Task to complete —
Your answer should be every line below that includes the word "expect".

The input —
*** Block opens ***

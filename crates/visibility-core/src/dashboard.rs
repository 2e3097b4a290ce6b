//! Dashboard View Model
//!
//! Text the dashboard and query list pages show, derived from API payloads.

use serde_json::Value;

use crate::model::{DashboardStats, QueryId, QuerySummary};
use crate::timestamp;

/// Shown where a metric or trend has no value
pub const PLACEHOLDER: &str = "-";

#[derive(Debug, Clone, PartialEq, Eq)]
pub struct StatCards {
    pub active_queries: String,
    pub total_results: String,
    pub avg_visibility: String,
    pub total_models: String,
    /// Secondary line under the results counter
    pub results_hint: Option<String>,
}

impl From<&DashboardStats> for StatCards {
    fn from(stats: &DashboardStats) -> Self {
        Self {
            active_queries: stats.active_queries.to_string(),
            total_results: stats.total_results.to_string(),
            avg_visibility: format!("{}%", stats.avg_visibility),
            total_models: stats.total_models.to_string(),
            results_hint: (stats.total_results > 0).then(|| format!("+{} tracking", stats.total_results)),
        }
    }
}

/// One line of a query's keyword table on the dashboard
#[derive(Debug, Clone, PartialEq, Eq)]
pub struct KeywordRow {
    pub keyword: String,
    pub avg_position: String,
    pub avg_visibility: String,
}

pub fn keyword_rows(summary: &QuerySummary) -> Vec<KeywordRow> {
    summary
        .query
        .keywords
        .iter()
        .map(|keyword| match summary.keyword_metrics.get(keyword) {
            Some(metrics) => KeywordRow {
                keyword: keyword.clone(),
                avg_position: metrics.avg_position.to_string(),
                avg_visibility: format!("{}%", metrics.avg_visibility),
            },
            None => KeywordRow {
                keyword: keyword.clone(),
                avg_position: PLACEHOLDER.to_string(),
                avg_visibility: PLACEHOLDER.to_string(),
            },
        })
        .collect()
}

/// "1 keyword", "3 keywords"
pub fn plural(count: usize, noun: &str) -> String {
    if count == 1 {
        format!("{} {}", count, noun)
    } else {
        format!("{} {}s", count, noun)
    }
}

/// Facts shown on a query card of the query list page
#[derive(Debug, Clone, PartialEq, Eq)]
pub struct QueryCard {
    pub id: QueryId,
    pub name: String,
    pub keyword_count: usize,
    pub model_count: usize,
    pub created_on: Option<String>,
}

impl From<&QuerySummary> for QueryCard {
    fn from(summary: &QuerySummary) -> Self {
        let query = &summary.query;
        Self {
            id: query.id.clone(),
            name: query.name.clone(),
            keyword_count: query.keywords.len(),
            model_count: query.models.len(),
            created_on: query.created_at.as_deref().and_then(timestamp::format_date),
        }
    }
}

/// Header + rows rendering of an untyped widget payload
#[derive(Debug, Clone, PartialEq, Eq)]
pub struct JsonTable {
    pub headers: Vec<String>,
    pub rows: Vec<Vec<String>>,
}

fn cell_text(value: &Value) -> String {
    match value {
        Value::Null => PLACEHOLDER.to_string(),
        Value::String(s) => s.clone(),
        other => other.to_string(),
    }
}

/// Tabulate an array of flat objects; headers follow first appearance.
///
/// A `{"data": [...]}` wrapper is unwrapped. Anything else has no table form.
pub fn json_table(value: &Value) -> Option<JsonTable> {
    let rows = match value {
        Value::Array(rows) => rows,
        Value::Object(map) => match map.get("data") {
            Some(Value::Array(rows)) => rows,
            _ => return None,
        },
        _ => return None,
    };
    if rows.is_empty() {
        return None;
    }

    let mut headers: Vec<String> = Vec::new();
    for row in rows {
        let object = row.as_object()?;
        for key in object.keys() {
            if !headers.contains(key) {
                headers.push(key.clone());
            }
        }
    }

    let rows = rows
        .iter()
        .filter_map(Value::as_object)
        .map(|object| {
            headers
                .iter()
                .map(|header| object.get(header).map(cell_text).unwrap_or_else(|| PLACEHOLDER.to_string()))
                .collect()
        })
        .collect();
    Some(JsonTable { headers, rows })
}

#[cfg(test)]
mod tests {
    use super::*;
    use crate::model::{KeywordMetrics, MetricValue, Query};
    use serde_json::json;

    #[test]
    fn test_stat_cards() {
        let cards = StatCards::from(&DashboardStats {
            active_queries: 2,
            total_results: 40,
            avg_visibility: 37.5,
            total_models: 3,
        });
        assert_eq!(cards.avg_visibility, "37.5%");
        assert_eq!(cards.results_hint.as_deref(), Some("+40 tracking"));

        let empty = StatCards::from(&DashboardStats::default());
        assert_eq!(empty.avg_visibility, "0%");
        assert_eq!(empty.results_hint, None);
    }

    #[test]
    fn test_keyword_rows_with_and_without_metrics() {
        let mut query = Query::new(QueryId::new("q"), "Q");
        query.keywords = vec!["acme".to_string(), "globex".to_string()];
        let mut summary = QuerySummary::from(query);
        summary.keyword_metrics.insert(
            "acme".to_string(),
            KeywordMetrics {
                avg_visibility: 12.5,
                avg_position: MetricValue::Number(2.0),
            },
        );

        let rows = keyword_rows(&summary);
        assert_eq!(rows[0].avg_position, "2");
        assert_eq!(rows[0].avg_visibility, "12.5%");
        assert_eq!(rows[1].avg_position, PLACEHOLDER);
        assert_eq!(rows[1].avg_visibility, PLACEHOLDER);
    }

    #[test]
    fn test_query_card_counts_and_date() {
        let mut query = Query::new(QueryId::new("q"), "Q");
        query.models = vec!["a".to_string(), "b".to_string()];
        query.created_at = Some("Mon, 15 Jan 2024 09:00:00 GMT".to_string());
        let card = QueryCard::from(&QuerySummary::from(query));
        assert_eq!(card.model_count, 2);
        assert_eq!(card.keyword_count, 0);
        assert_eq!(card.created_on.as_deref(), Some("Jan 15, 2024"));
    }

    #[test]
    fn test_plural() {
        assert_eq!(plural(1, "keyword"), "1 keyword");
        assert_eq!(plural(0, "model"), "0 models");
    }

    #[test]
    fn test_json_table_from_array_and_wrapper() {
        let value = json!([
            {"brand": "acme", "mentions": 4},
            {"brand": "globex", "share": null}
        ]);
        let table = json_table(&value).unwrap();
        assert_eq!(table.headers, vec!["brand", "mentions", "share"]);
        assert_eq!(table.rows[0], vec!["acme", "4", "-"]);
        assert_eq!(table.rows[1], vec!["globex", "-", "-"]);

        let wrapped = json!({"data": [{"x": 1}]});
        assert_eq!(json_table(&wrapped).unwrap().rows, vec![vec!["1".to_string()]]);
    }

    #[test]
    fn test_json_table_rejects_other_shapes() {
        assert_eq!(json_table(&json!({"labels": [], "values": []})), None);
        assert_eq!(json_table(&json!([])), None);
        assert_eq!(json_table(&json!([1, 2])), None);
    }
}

*** Block closes ***
*** Block opens ***

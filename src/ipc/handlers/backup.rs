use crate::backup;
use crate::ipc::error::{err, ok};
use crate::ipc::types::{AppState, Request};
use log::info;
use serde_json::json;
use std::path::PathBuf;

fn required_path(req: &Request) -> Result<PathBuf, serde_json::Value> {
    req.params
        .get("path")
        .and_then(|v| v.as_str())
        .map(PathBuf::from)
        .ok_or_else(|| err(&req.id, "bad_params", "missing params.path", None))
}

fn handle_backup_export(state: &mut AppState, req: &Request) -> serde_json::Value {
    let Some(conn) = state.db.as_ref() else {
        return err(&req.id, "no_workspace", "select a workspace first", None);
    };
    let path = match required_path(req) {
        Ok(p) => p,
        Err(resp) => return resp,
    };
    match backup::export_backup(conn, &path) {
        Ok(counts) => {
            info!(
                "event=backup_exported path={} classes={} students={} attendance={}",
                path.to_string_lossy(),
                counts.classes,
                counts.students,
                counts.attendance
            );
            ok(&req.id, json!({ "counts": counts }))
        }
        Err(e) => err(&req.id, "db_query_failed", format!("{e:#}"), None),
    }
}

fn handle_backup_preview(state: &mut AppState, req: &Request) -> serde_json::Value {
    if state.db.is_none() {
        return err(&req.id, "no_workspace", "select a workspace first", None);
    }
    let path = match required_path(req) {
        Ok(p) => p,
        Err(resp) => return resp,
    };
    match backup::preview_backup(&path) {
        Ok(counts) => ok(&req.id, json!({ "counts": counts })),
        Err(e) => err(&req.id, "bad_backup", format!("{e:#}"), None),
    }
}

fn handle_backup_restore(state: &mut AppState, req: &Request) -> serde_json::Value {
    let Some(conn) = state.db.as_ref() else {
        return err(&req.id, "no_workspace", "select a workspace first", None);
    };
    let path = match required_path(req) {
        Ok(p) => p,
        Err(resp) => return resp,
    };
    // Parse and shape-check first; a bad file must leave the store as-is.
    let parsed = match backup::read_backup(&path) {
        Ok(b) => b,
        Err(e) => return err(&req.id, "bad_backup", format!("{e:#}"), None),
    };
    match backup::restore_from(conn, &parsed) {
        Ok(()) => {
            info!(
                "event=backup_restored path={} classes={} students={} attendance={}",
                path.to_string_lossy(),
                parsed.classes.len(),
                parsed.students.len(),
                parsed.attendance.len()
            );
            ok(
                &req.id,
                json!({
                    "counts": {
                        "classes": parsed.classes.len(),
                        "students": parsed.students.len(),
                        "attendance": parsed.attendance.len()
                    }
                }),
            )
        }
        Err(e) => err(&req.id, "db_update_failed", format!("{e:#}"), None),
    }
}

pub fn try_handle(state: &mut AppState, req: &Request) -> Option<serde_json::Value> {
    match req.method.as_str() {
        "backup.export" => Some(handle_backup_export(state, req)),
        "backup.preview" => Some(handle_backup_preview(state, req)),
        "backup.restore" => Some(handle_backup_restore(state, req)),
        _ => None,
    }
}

*** Block closes ***
*** Block opens ***

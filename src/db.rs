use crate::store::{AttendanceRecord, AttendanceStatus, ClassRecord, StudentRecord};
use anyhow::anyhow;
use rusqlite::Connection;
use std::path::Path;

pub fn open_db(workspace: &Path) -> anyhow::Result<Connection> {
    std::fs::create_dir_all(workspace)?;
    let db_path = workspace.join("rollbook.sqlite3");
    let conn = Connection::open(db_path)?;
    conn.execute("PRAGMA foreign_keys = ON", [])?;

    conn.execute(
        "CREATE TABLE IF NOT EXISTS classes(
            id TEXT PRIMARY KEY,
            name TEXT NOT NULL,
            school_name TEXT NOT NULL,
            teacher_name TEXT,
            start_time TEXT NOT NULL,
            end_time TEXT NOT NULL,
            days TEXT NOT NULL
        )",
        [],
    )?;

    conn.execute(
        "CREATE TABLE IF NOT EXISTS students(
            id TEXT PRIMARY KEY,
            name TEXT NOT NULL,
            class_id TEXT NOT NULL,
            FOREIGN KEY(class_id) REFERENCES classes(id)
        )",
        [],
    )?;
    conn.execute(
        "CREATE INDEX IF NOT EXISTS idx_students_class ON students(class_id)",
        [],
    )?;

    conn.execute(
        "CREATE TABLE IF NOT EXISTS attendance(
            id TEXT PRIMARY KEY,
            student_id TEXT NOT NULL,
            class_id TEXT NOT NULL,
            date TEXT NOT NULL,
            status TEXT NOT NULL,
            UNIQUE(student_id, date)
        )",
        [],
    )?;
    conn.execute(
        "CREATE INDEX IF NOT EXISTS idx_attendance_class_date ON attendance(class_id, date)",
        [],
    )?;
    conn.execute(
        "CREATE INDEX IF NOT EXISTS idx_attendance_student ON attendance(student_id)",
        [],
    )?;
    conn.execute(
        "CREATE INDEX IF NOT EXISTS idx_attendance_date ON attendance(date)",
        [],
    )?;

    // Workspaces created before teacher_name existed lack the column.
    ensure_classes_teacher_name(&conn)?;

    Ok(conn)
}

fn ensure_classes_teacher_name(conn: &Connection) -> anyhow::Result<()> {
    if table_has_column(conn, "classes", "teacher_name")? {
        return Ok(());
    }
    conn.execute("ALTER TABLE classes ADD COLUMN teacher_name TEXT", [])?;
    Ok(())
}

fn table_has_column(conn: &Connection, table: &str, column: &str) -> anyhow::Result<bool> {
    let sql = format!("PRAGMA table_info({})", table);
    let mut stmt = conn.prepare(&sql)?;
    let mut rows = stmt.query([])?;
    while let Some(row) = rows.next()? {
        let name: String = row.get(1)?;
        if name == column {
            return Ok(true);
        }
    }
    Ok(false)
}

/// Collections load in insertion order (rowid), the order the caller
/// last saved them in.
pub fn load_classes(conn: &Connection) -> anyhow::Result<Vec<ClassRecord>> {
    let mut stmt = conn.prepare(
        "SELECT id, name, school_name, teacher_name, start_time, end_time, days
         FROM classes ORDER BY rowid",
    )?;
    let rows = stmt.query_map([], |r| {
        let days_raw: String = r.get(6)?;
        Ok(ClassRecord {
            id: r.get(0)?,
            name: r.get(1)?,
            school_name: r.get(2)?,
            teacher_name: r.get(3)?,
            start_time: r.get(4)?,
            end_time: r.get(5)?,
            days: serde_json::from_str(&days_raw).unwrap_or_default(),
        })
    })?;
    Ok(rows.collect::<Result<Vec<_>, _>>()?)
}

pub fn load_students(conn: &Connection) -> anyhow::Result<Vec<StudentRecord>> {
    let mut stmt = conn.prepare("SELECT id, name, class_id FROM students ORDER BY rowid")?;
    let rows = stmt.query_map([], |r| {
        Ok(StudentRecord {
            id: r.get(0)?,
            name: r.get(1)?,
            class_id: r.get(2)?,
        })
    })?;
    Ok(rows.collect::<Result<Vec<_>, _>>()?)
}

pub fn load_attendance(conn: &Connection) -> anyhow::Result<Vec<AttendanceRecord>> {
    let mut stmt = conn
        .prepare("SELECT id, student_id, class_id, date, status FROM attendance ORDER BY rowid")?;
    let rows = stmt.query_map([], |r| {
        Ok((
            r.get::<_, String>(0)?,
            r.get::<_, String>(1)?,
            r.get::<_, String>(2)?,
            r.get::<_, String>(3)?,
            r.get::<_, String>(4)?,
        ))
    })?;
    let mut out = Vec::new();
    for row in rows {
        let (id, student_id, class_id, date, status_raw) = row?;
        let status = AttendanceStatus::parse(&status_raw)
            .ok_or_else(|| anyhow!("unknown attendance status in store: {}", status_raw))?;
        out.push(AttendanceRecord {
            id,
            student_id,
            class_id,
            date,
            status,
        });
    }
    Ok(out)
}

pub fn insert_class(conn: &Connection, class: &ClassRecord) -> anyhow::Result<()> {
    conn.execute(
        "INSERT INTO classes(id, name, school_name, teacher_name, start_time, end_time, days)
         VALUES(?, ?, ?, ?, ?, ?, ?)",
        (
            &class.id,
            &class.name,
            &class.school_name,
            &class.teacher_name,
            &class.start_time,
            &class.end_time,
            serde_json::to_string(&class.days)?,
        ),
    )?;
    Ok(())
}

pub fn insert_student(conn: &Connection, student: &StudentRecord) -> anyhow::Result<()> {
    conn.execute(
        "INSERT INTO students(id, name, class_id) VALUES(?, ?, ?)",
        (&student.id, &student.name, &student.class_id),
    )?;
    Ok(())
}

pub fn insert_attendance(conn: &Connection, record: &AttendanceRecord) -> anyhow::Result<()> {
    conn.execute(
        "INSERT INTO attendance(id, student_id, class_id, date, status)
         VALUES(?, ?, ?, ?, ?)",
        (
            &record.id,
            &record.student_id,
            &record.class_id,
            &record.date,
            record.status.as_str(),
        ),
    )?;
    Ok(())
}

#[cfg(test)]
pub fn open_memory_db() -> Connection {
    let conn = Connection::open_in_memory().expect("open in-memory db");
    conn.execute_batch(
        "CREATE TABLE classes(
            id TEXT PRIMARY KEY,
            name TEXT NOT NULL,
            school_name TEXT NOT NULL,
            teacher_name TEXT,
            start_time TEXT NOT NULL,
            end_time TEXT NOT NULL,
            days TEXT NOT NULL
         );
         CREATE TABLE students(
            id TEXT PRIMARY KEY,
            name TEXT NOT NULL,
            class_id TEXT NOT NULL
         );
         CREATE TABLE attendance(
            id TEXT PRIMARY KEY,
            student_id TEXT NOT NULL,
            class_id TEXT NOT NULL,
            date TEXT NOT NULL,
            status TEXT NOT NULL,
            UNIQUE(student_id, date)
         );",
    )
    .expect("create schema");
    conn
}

*** Block closes ***

Solved exercise —
    let conn = Connection::open_in_memory().expect("open in-memory db");
    .expect("create schema");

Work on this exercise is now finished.